Francis Horner, speaking of the advantages to himself of direct personal intercourse with high-minded, intelligent men, said, "Icannot hesitate to decide that I have derived more intellectual improvement from them than from all the books I have turned over."Lord Shelburne (afterwards Marquis of Lansdowne), when a young man, paid a visit to the venerable Malesherbes, and was so much impressed by it, that he said, - "I have travelled much, but I have never been so influenced by personal contact with any man; and if Iever accomplish any good in the course of my life, I am certain that the recollection of M. de Malesherbes will animate my soul."So Fowell Buxton was always ready to acknowledge the powerful influence exercised upon the formation of his character in early life by the example of the Gurney family: "It has given a colour to my life," he used to say. Speaking of his success at the Dublin University, he confessed, "I can ascribe it to nothing but my Earlham visits." It was from the Gurneys he "caught the infection"of self-improvement.
Contact with the good never fails to impart good, and we carry away with us some of the blessing, as travellers' garments retain the odour of the flowers and shrubs through which they have passed.
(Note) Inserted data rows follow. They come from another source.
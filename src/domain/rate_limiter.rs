//! Fixed-window token bucket rate limiter.
//!
//! Each key (route name + client IP) owns a bucket of `capacity` tokens that
//! is refilled in full once its window has elapsed. This is not a sliding
//! window: a client can spend a full bucket just before the reset and another
//! one right after it, so up to 2× capacity may pass around a boundary.
//!
//! Buckets are never pruned; the map grows with the number of distinct keys
//! seen since startup.

use dashmap::DashMap;
use std::time::Duration;
use tokio::time::Instant;

/// Limiter settings.
#[derive(Debug, Clone, Copy, PartialEq, Eq)]
pub struct RateLimitConfig {
    pub capacity: u32,
    pub window: Duration,
}

impl Default for RateLimitConfig {
    fn default() -> Self {
        Self {
            capacity: 60,
            window: Duration::from_secs(60),
        }
    }
}

/// Outcome of a single [`RateLimiter::check`].
#[derive(Debug, Clone, Copy, PartialEq, Eq)]
pub struct RateLimitDecision {
    pub allowed: bool,
    /// Tokens left in the current window after this call.
    pub remaining: u32,
    /// Whole seconds until the window resets; set only when denied.
    pub retry_after_seconds: Option<u64>,
}

#[derive(Debug, Clone, Copy)]
struct RateBucket {
    tokens: u32,
    reset_at: Instant,
}

/// Process-wide limiter shared by all routes.
#[derive(Debug)]
pub struct RateLimiter {
    buckets: DashMap<String, RateBucket>,
    config: RateLimitConfig,
}

impl RateLimiter {
    pub fn new(config: RateLimitConfig) -> Self {
        Self {
            buckets: DashMap::new(),
            config,
        }
    }

    pub fn config(&self) -> RateLimitConfig {
        self.config
    }

    /// Consumes one token from `key`'s bucket if any is left.
    pub fn check(&self, key: &str) -> RateLimitDecision {
        let now = Instant::now();
        let RateLimitConfig { capacity, window } = self.config;

        let mut bucket = self
            .buckets
            .entry(key.to_string())
            .or_insert_with(|| RateBucket {
                tokens: capacity,
                reset_at: now + window,
            });

        if now > bucket.reset_at {
            bucket.tokens = capacity;
            bucket.reset_at = now + window;
        }

        if bucket.tokens == 0 {
            let remaining_ms = bucket.reset_at.saturating_duration_since(now).as_millis();
            let retry_after = (remaining_ms.div_ceil(1000) as u64).max(1);
            metrics::counter!("rate_limited_total").increment(1);
            return RateLimitDecision {
                allowed: false,
                remaining: 0,
                retry_after_seconds: Some(retry_after),
            };
        }

        bucket.tokens -= 1;
        RateLimitDecision {
            allowed: true,
            remaining: bucket.tokens,
            retry_after_seconds: None,
        }
    }

    /// Number of keys with a bucket.
    pub fn tracked_keys(&self) -> usize {
        self.buckets.len()
    }
}

impl Default for RateLimiter {
    fn default() -> Self {
        Self::new(RateLimitConfig::default())
    }
}

#[cfg(test)]
mod tests {
    use super::*;

    fn limiter(capacity: u32, window_secs: u64) -> RateLimiter {
        RateLimiter::new(RateLimitConfig {
            capacity,
            window: Duration::from_secs(window_secs),
        })
    }

    #[tokio::test(start_paused = true)]
    async fn test_exactly_capacity_requests_pass() {
        let limiter = limiter(3, 60);

        for expected_remaining in [2, 1, 0] {
            let decision = limiter.check("fx:1.1.1.1");
            assert!(decision.allowed);
            assert_eq!(decision.remaining, expected_remaining);
        }

        let denied = limiter.check("fx:1.1.1.1");
        assert!(!denied.allowed);
        assert_eq!(denied.retry_after_seconds, Some(60));
    }

    #[tokio::test(start_paused = true)]
    async fn test_retry_after_tracks_remaining_window() {
        let limiter = limiter(1, 60);
        assert!(limiter.check("k").allowed);

        tokio::time::advance(Duration::from_millis(20_500)).await;
        let denied = limiter.check("k");
        assert!(!denied.allowed);
        // 39.5s left, rounded up.
        assert_eq!(denied.retry_after_seconds, Some(40));
    }

    #[tokio::test(start_paused = true)]
    async fn test_bucket_refills_after_window() {
        let limiter = limiter(2, 10);
        assert!(limiter.check("k").allowed);
        assert!(limiter.check("k").allowed);
        assert!(!limiter.check("k").allowed);

        // Reset happens strictly after the window.
        tokio::time::advance(Duration::from_secs(10)).await;
        assert!(!limiter.check("k").allowed);

        tokio::time::advance(Duration::from_millis(1)).await;
        let decision = limiter.check("k");
        assert!(decision.allowed);
        assert_eq!(decision.remaining, 1);
    }

    #[tokio::test(start_paused = true)]
    async fn test_keys_are_independent() {
        let limiter = limiter(1, 60);
        assert!(limiter.check("fx:1.1.1.1").allowed);
        assert!(!limiter.check("fx:1.1.1.1").allowed);

        assert!(limiter.check("fx:2.2.2.2").allowed);
        assert!(limiter.check("trade:1.1.1.1").allowed);
        assert_eq!(limiter.tracked_keys(), 3);
    }

    #[tokio::test(start_paused = true)]
    async fn test_window_boundary_admits_more_than_capacity() {
        let limiter = limiter(4, 10);
        // Opens the window at t=0.
        assert!(limiter.check("k").allowed);

        // Burst of three just before the reset, four right after it:
        // seven requests inside 200ms against a capacity of four.
        tokio::time::advance(Duration::from_millis(9_900)).await;
        let before = (0..3).filter(|_| limiter.check("k").allowed).count();

        tokio::time::advance(Duration::from_millis(200)).await;
        let after = (0..5).filter(|_| limiter.check("k").allowed).count();

        assert_eq!(before, 3);
        assert_eq!(after, 4);
    }
}
//! HTTP server initialization and runtime setup.
//!
//! Handles cache selection, outbound client setup and the Axum server lifecycle.

use crate::config::Config;
use crate::domain::RateLimiter;
use crate::infrastructure::cache::{CacheService, MemoryCache, RedisCache};
use crate::infrastructure::http::FetchClient;
use crate::routes::app_router;
use crate::state::AppState;

use anyhow::{Context, Result};
use axum::ServiceExt;
use axum::extract::Request;
use std::net::SocketAddr;
use std::sync::Arc;
use tokio_retry::Retry;
use tokio_retry::strategy::FixedInterval;

/// Redis connection attempts after the first one.
const REDIS_CONNECT_RETRIES: usize = 2;

/// Runs the HTTP server with the given configuration.
///
/// Initializes:
/// - Outbound fetch client
/// - Redis cache (or in-memory fallback)
/// - Per-client rate limiter
/// - Axum HTTP server with graceful shutdown
///
/// # Errors
///
/// Returns an error if:
/// - The fetch client cannot be built
/// - Server bind fails
/// - Server runtime error occurs
pub async fn run(config: Config) -> Result<()> {
    let client =
        FetchClient::new(config.fetch_defaults()).context("Failed to build HTTP client")?;

    let cache = build_cache(&config).await;
    let rate_limiter = Arc::new(RateLimiter::new(config.rate_limit()));

    let state = AppState::new(
        client,
        cache,
        rate_limiter,
        &config.upstreams,
        config.behind_proxy,
    );

    let app = app_router(state);

    let addr: SocketAddr = config
        .listen_addr
        .parse()
        .with_context(|| format!("Invalid listen address '{}'", config.listen_addr))?;
    let listener = tokio::net::TcpListener::bind(addr).await?;
    tracing::info!("Listening on http://{addr}");

    axum::serve(
        listener,
        ServiceExt::<Request>::into_make_service_with_connect_info::<SocketAddr>(app),
    )
    .with_graceful_shutdown(shutdown_signal())
    .await?;

    tracing::info!("Server stopped");
    Ok(())
}

/// Redis when configured and reachable, the bounded in-memory store otherwise.
async fn build_cache(config: &Config) -> Arc<dyn CacheService> {
    let Some(redis_url) = &config.redis_url else {
        tracing::info!("Cache: in-memory ({} entries)", config.cache_max_entries);
        return Arc::new(MemoryCache::new(config.cache_max_entries));
    };

    let strategy = FixedInterval::from_millis(500).take(REDIS_CONNECT_RETRIES);
    match Retry::spawn(strategy, || RedisCache::connect(redis_url)).await {
        Ok(redis) => {
            tracing::info!("Cache enabled (Redis)");
            Arc::new(redis)
        }
        Err(e) => {
            tracing::warn!(
                "Failed to connect to Redis: {}. Using in-memory cache.",
                e
            );
            Arc::new(MemoryCache::new(config.cache_max_entries))
        }
    }
}

/// Resolves on Ctrl+C or SIGTERM.
async fn shutdown_signal() {
    let ctrl_c = async {
        if let Err(e) = tokio::signal::ctrl_c().await {
            tracing::error!("Failed to install Ctrl+C handler: {}", e);
            std::future::pending::<()>().await;
        }
    };

    #[cfg(unix)]
    let terminate = async {
        match tokio::signal::unix::signal(tokio::signal::unix::SignalKind::terminate()) {
            Ok(mut signal) => {
                signal.recv().await;
            }
            Err(e) => {
                tracing::error!("Failed to install SIGTERM handler: {}", e);
                std::future::pending::<()>().await;
            }
        }
    };

    #[cfg(not(unix))]
    let terminate = std::future::pending::<()>();

    tokio::select! {
        _ = ctrl_c => {},
        _ = terminate => {},
    }

    tracing::info!("Shutdown signal received");
}
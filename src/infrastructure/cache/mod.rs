//! Key-value cache for normalized upstream payloads.
//!
//! Provides a [`CacheService`] trait with two implementations:
//! - [`MemoryCache`] - Bounded in-process LRU store with TTL (default)
//! - [`RedisCache`] - Shared Redis store, selected when Redis is configured

mod memory_cache;
mod redis_cache;
mod service;

pub use memory_cache::{DEFAULT_MAX_ENTRIES, MemoryCache};
pub use redis_cache::RedisCache;
pub use service::{CacheError, CacheResult, CacheService};

#[cfg(test)]
pub use service::MockCacheService;
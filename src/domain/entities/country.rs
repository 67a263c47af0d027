//! Country metadata entity.

use serde::{Deserialize, Serialize};

/// A country as exposed by `/api/countries`.
#[derive(Debug, Clone, PartialEq, Serialize, Deserialize)]
#[serde(rename_all = "camelCase")]
pub struct Country {
    /// ISO 3166-1 alpha-2 code, empty when the upstream omits it.
    pub code: String,
    pub name: String,
    pub region: String,
    pub capital: Option<String>,
    pub languages: Vec<String>,
    pub currencies: Vec<CountryCurrency>,
    /// Standard VAT rate in percent, when known.
    pub vat: Option<f64>,
}

/// A currency in use in a country.
#[derive(Debug, Clone, PartialEq, Serialize, Deserialize)]
pub struct CountryCurrency {
    pub code: String,
    pub name: String,
    pub symbol: Option<String>,
}
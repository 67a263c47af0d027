//! VIES `checkVatApprox` SOAP request and response handling.

use crate::domain::entities::VatCheck;
use regex::Regex;
use std::sync::LazyLock;
use thiserror::Error;

/// Content type expected by the VIES SOAP endpoint.
pub const SOAP_CONTENT_TYPE: &str = "text/xml;charset=UTF-8";

const TYPES_NAMESPACE: &str = "urn:ec.europa.eu:taxud:vies:services:checkVat:types";

// Element prefixes vary between VIES deployments (`ns2:`, `urn:`, none).
static VALID_REGEX: LazyLock<Regex> = LazyLock::new(|| {
    Regex::new(r"(?i)<(?:\w+:)?valid>\s*(true|false)\s*</(?:\w+:)?valid>").unwrap()
});
static FAULT_REGEX: LazyLock<Regex> = LazyLock::new(|| {
    Regex::new(r"(?s)<(?:\w+:)?faultstring>(.*?)</(?:\w+:)?faultstring>").unwrap()
});
static NAME_REGEX: LazyLock<Regex> = LazyLock::new(|| element_regex("traderName"));
static ADDRESS_REGEX: LazyLock<Regex> = LazyLock::new(|| element_regex("traderAddress"));
static DATE_REGEX: LazyLock<Regex> = LazyLock::new(|| element_regex("requestDate"));
static COMPANY_TYPE_REGEX: LazyLock<Regex> = LazyLock::new(|| element_regex("traderCompanyType"));

/// Why a VIES answer could not be turned into a [`VatCheck`].
#[derive(Debug, Error, PartialEq, Eq)]
pub enum ViesError {
    #[error("VIES fault: {0}")]
    Fault(String),

    #[error("VIES response has no validity flag")]
    MissingValidity,
}

/// A VAT number split into its country prefix and national part.
#[derive(Debug, Clone, PartialEq, Eq)]
pub struct VatRequest {
    pub vat: String,
    pub trader_name: Option<String>,
    pub trader_address: Option<String>,
}

impl VatRequest {
    pub fn country_code(&self) -> &str {
        self.vat.get(..2).unwrap_or_default()
    }

    pub fn number(&self) -> &str {
        self.vat.get(2..).unwrap_or_default()
    }
}

/// Builds the SOAP envelope for a `checkVatApprox` call.
pub fn build_envelope(request: &VatRequest) -> String {
    format!(
        r#"<?xml version="1.0" encoding="UTF-8"?>
<soap:Envelope xmlns:soap="http://schemas.xmlsoap.org/soap/envelope/" xmlns:urn="{ns}">
  <soap:Header/>
  <soap:Body>
    <urn:checkVatApprox>
      <urn:countryCode>{country}</urn:countryCode>
      <urn:vatNumber>{number}</urn:vatNumber>
      <urn:traderName>{name}</urn:traderName>
      <urn:traderAddress>{address}</urn:traderAddress>
    </urn:checkVatApprox>
  </soap:Body>
</soap:Envelope>"#,
        ns = TYPES_NAMESPACE,
        country = xml_escape(request.country_code()),
        number = xml_escape(request.number()),
        name = xml_escape(request.trader_name.as_deref().unwrap_or_default()),
        address = xml_escape(request.trader_address.as_deref().unwrap_or_default()),
    )
}

/// Extracts the check result from a SOAP response body.
pub fn parse_response(xml: &str, request: &VatRequest) -> Result<VatCheck, ViesError> {
    if let Some(fault) = fault_string(xml) {
        return Err(ViesError::Fault(fault));
    }

    let valid = VALID_REGEX
        .captures(xml)
        .map(|c| c[1].eq_ignore_ascii_case("true"))
        .ok_or(ViesError::MissingValidity)?;

    Ok(VatCheck {
        vat: request.vat.clone(),
        country_code: request.country_code().to_string(),
        valid,
        name: element_text(xml, &NAME_REGEX),
        address: element_text(xml, &ADDRESS_REGEX),
        request_date: element_text(xml, &DATE_REGEX),
        company_type: element_text(xml, &COMPANY_TYPE_REGEX),
    })
}

/// The SOAP `faultstring`, if the body is a fault.
pub fn fault_string(xml: &str) -> Option<String> {
    FAULT_REGEX
        .captures(xml)
        .map(|fault| fault[1].trim().to_string())
}

fn element_regex(tag: &str) -> Regex {
    Regex::new(&format!(r"(?s)<(?:\w+:)?{tag}>([^<]*)</(?:\w+:)?{tag}>")).unwrap()
}

/// Trimmed text of the first element matched by `re`, `None` when absent or blank.
fn element_text(xml: &str, re: &Regex) -> Option<String> {
    let text = xml_unescape(re.captures(xml)?[1].trim());
    (!text.is_empty()).then_some(text)
}

fn xml_escape(value: &str) -> String {
    let mut out = String::with_capacity(value.len());
    for c in value.chars() {
        match c {
            '&' => out.push_str("&amp;"),
            '<' => out.push_str("&lt;"),
            '>' => out.push_str("&gt;"),
            '"' => out.push_str("&quot;"),
            '\'' => out.push_str("&apos;"),
            _ => out.push(c),
        }
    }
    out
}

fn xml_unescape(value: &str) -> String {
    value
        .replace("&lt;", "<")
        .replace("&gt;", ">")
        .replace("&quot;", "\"")
        .replace("&apos;", "'")
        .replace("&amp;", "&")
}
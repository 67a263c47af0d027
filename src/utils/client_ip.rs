//! Client identity for rate limiting.

use axum::extract::ConnectInfo;
use axum::http::{HeaderMap, Request};
use std::net::SocketAddr;

/// Identity used when nothing better is known.
pub const UNKNOWN_CLIENT: &str = "unknown";

/// Resolves the client address of a request.
///
/// When `behind_proxy` is set the first `X-Forwarded-For` hop wins, then
/// `X-Real-IP`. Otherwise forwarding headers are ignored, since any client
/// could forge them, and the socket peer is used.
pub fn client_ip<B>(request: &Request<B>, behind_proxy: bool) -> String {
    if behind_proxy
        && let Some(ip) = forwarded_ip(request.headers())
    {
        return ip;
    }

    request
        .extensions()
        .get::<ConnectInfo<SocketAddr>>()
        .map(|ConnectInfo(addr)| addr.ip().to_string())
        .unwrap_or_else(|| UNKNOWN_CLIENT.to_string())
}

fn forwarded_ip(headers: &HeaderMap) -> Option<String> {
    let first_hop = headers
        .get("x-forwarded-for")
        .and_then(|v| v.to_str().ok())
        .and_then(|v| v.split(',').next())
        .map(str::trim)
        .filter(|ip| !ip.is_empty());

    let real_ip = || {
        headers
            .get("x-real-ip")
            .and_then(|v| v.to_str().ok())
            .map(str::trim)
            .filter(|ip| !ip.is_empty())
    };

    first_hop.or_else(real_ip).map(str::to_string)
}
//! Application error type and its conversion to the failure envelope.

use crate::api::envelope::failure;
use crate::infrastructure::http::FetchError;
use axum::{
    http::{HeaderValue, StatusCode, header},
    response::{IntoResponse, Response},
};
use serde_json::{Value, json};
use validator::ValidationErrors;

/// `Retry-After` sent on an upstream 429 that did not say how long to wait.
pub const DEFAULT_RETRY_AFTER_SECS: u64 = 60;

#[derive(Debug, thiserror::Error)]
pub enum AppError {
    #[error("{message}")]
    Validation { message: String, details: Value },

    #[error("Too many requests")]
    RateLimited { retry_after_secs: u64 },

    #[error("{0}")]
    Config(String),

    /// Upstream failure carrying the fetch client's code.
    #[error("{message}")]
    Upstream {
        message: String,
        code: String,
        status: StatusCode,
        details: Option<Value>,
        retry_after_secs: Option<u64>,
    },

    #[error("{message}")]
    ExternalApiDown {
        message: String,
        details: Option<Value>,
    },

    #[error("{0}")]
    UpstreamParsing(String),

    #[error("{0}")]
    Internal(String),
}

impl AppError {
    pub fn bad_request(message: impl Into<String>, details: Value) -> Self {
        Self::Validation {
            message: message.into(),
            details,
        }
    }

    pub fn config(message: impl Into<String>) -> Self {
        Self::Config(message.into())
    }

    pub fn external_api_down(message: impl Into<String>, details: Option<Value>) -> Self {
        Self::ExternalApiDown {
            message: message.into(),
            details,
        }
    }

    pub fn parsing(message: impl Into<String>) -> Self {
        Self::UpstreamParsing(message.into())
    }

    pub fn internal(message: impl Into<String>) -> Self {
        Self::Internal(message.into())
    }

    /// Maps a fetch failure. An upstream 400 means we sent a bad request,
    /// which is our gateway's fault: 502. Other statuses are mirrored.
    pub fn upstream(message: impl Into<String>, err: &FetchError) -> Self {
        let status = match err {
            FetchError::Http { status: 400, .. } => StatusCode::BAD_GATEWAY,
            _ => StatusCode::from_u16(err.status())
                .ok()
                .filter(|s| s.is_client_error() || s.is_server_error())
                .unwrap_or(StatusCode::BAD_GATEWAY),
        };

        Self::Upstream {
            message: message.into(),
            code: err.code(),
            status,
            details: err.details().cloned(),
            retry_after_secs: err.retry_after(),
        }
    }

    pub fn code(&self) -> &str {
        match self {
            Self::Validation { .. } => "VALIDATION_ERROR",
            Self::RateLimited { .. } => "RATE_LIMITED",
            Self::Config(_) => "CONFIG_ERROR",
            Self::Upstream { code, .. } => code,
            Self::ExternalApiDown { .. } => "EXTERNAL_API_DOWN",
            Self::UpstreamParsing(_) => "UPSTREAM_PARSING_ERROR",
            Self::Internal(_) => "INTERNAL_ERROR",
        }
    }

    pub fn status(&self) -> StatusCode {
        match self {
            Self::Validation { .. } => StatusCode::BAD_REQUEST,
            Self::RateLimited { .. } => StatusCode::TOO_MANY_REQUESTS,
            Self::Config(_) | Self::Internal(_) => StatusCode::INTERNAL_SERVER_ERROR,
            Self::Upstream { status, .. } => *status,
            Self::ExternalApiDown { .. } => StatusCode::SERVICE_UNAVAILABLE,
            Self::UpstreamParsing(_) => StatusCode::BAD_GATEWAY,
        }
    }

    /// Seconds a client should wait; only meaningful on 429.
    fn retry_after(&self) -> Option<u64> {
        match self {
            Self::RateLimited { retry_after_secs } => Some(*retry_after_secs),
            Self::Upstream {
                status,
                retry_after_secs,
                ..
            } if *status == StatusCode::TOO_MANY_REQUESTS => {
                Some(retry_after_secs.unwrap_or(DEFAULT_RETRY_AFTER_SECS))
            }
            _ => None,
        }
    }

    fn details(&self) -> Option<Value> {
        match self {
            Self::Validation { details, .. } => Some(details.clone()),
            Self::Upstream { details, .. } | Self::ExternalApiDown { details, .. } => {
                details.clone()
            }
            _ => None,
        }
    }
}

impl From<ValidationErrors> for AppError {
    fn from(errors: ValidationErrors) -> Self {
        let details = serde_json::to_value(&errors).unwrap_or_else(|_| json!({}));
        Self::bad_request("Invalid parameters", details)
    }
}

impl IntoResponse for AppError {
    fn into_response(self) -> Response {
        let status = self.status();
        if status.is_server_error() {
            tracing::warn!(code = self.code(), "{}", self);
        }

        let mut response = failure(&self.to_string(), self.code(), status, self.details());

        if let Some(secs) = self.retry_after() {
            response
                .headers_mut()
                .insert(header::RETRY_AFTER, HeaderValue::from(secs));
        }

        response
    }
}

#[cfg(test)]
mod tests {
    use super::*;

    fn http(status: u16) -> FetchError {
        FetchError::Http {
            status,
            message: "x".into(),
            details: json!({ "reason": "nope" }),
            retry_after: None,
        }
    }

    #[test]
    fn test_upstream_bad_request_becomes_bad_gateway() {
        let err = AppError::upstream("fx failed", &http(400));
        assert_eq!(err.code(), "UPSTREAM_BAD_REQUEST");
        assert_eq!(err.status(), StatusCode::BAD_GATEWAY);
    }

    #[test]
    fn test_upstream_statuses_are_mirrored() {
        assert_eq!(AppError::upstream("x", &http(503)).status(), StatusCode::SERVICE_UNAVAILABLE);
        assert_eq!(AppError::upstream("x", &http(429)).code(), "RATE_LIMITED");
        assert_eq!(AppError::upstream("x", &http(404)).code(), "HTTP_404");

        let timeout = FetchError::Timeout { timeout_ms: 10 };
        assert_eq!(AppError::upstream("x", &timeout).status(), StatusCode::REQUEST_TIMEOUT);

        let network = FetchError::Network { message: "refused".into() };
        let err = AppError::upstream("x", &network);
        assert_eq!(err.code(), "NETWORK_ERROR");
        assert_eq!(err.status(), StatusCode::SERVICE_UNAVAILABLE);
    }

    #[test]
    fn test_upstream_keeps_details() {
        let err = AppError::upstream("x", &http(500));
        assert_eq!(err.details(), Some(json!({ "reason": "nope" })));
    }

    #[test]
    fn test_rate_limited_response_has_retry_after() {
        let response = AppError::RateLimited { retry_after_secs: 42 }.into_response();
        assert_eq!(response.status(), StatusCode::TOO_MANY_REQUESTS);
        assert_eq!(response.headers()[header::RETRY_AFTER], "42");
        assert_eq!(response.headers()[header::CACHE_CONTROL], "no-store");
    }

    #[test]
    fn test_upstream_throttle_forwards_retry_after() {
        let throttled = FetchError::Http {
            status: 429,
            message: "Too Many Requests".into(),
            details: Value::Null,
            retry_after: Some(30),
        };
        let response = AppError::upstream("x", &throttled).into_response();
        assert_eq!(response.status(), StatusCode::TOO_MANY_REQUESTS);
        assert_eq!(response.headers()[header::RETRY_AFTER], "30");

        let response = AppError::upstream("x", &http(429)).into_response();
        assert_eq!(response.headers()[header::RETRY_AFTER], "60");

        let response = AppError::upstream("x", &http(503)).into_response();
        assert!(response.headers().get(header::RETRY_AFTER).is_none());
    }

    #[test]
    fn test_codes() {
        assert_eq!(AppError::config("no key").code(), "CONFIG_ERROR");
        assert_eq!(AppError::parsing("bad").status(), StatusCode::BAD_GATEWAY);
        assert_eq!(
            AppError::external_api_down("down", None).status(),
            StatusCode::SERVICE_UNAVAILABLE
        );
        assert_eq!(AppError::internal("boom").code(), "INTERNAL_ERROR");
    }
}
Those who knew the late John Sterling intimately, have spoken of the beneficial influence which he exercised on all with whom he came into personal contact. Many owed to him their first awakening to a higher being; from him they learnt what they were, and what they ought to be. Mr. Trench says of him:- "It was impossible to come in contact with his noble nature without feeling one's self in some measure ENNOBLED and LIFTED UP, as I ever felt when I left him, into a higher region of objects and aims than that in which one is tempted habitually to dwell." It is thus that the noble character always acts; we become insensibly elevated by him, and cannot help feeling as he does and acquiring the habit of looking at things in the same light. Such is the magical action and reaction of minds upon each other.
Artists, also, feel themselves elevated by contact with artists greater than themselves. Thus Haydn's genius was first fired by Handel. Hearing him play, Haydn's ardour for musical composition was at once excited, and but for this circumstance, he himself believed that he would never have written the 'Creation.' Speaking of Handel, he said, "When he chooses, he strikes like the thunderbolt;" and at another time, "There is not a note of him but draws blood." Scarlatti was another of Handel's ardent admirers, following him all over Italy; afterwards, when speaking of the great master, he would cross himself in token of admiration. True artists never fail generously to recognise each other's greatness.
Thus Beethoven's admiration for Cherubini was regal: and he ardently hailed the genius of Schubert: "Truly," said he, "in Schubert dwells a divine fire." When Northcote was a mere youth he had such an admiration for Reynolds that, when the great painter was once attending a public meeting down in Devonshire, the boy pushed through the crowd, and got so near Reynolds as to touch the skirt of his coat, "which I did," says Northcote, "with great satisfaction to my mind," - a true touch of youthful enthusiasm in its admiration of genius.
The example of the brave is an inspiration to the timid, their presence thrilling through every fibre. Hence the miracles of valour so often performed by ordinary men under the leadership of the heroic. The very recollection of the deeds of the valiant stirs men's blood like the sound of a trumpet. Ziska bequeathed his skin to be used as a drum to inspire the valour of the Bohemians. When Scanderbeg, prince of Epirus, was dead, the Turks wished to possess his bones, that each might wear a piece next his heart, hoping thus to secure some portion of the courage he had displayed while living, and which they had so often experienced in battle. When the gallant Douglas, bearing the heart of Bruce to the Holy Land, saw one of his knights surrounded and sorely pressed by the Saracens, he took from his neck the silver case containing the hero's bequest, and throwing it amidst the thickest press of his foes, cried, "Pass first in fight, as thou wert wont to do, and Douglas will follow thee, or die;" and so saying, he rushed forward to the place where it fell, and was there slain.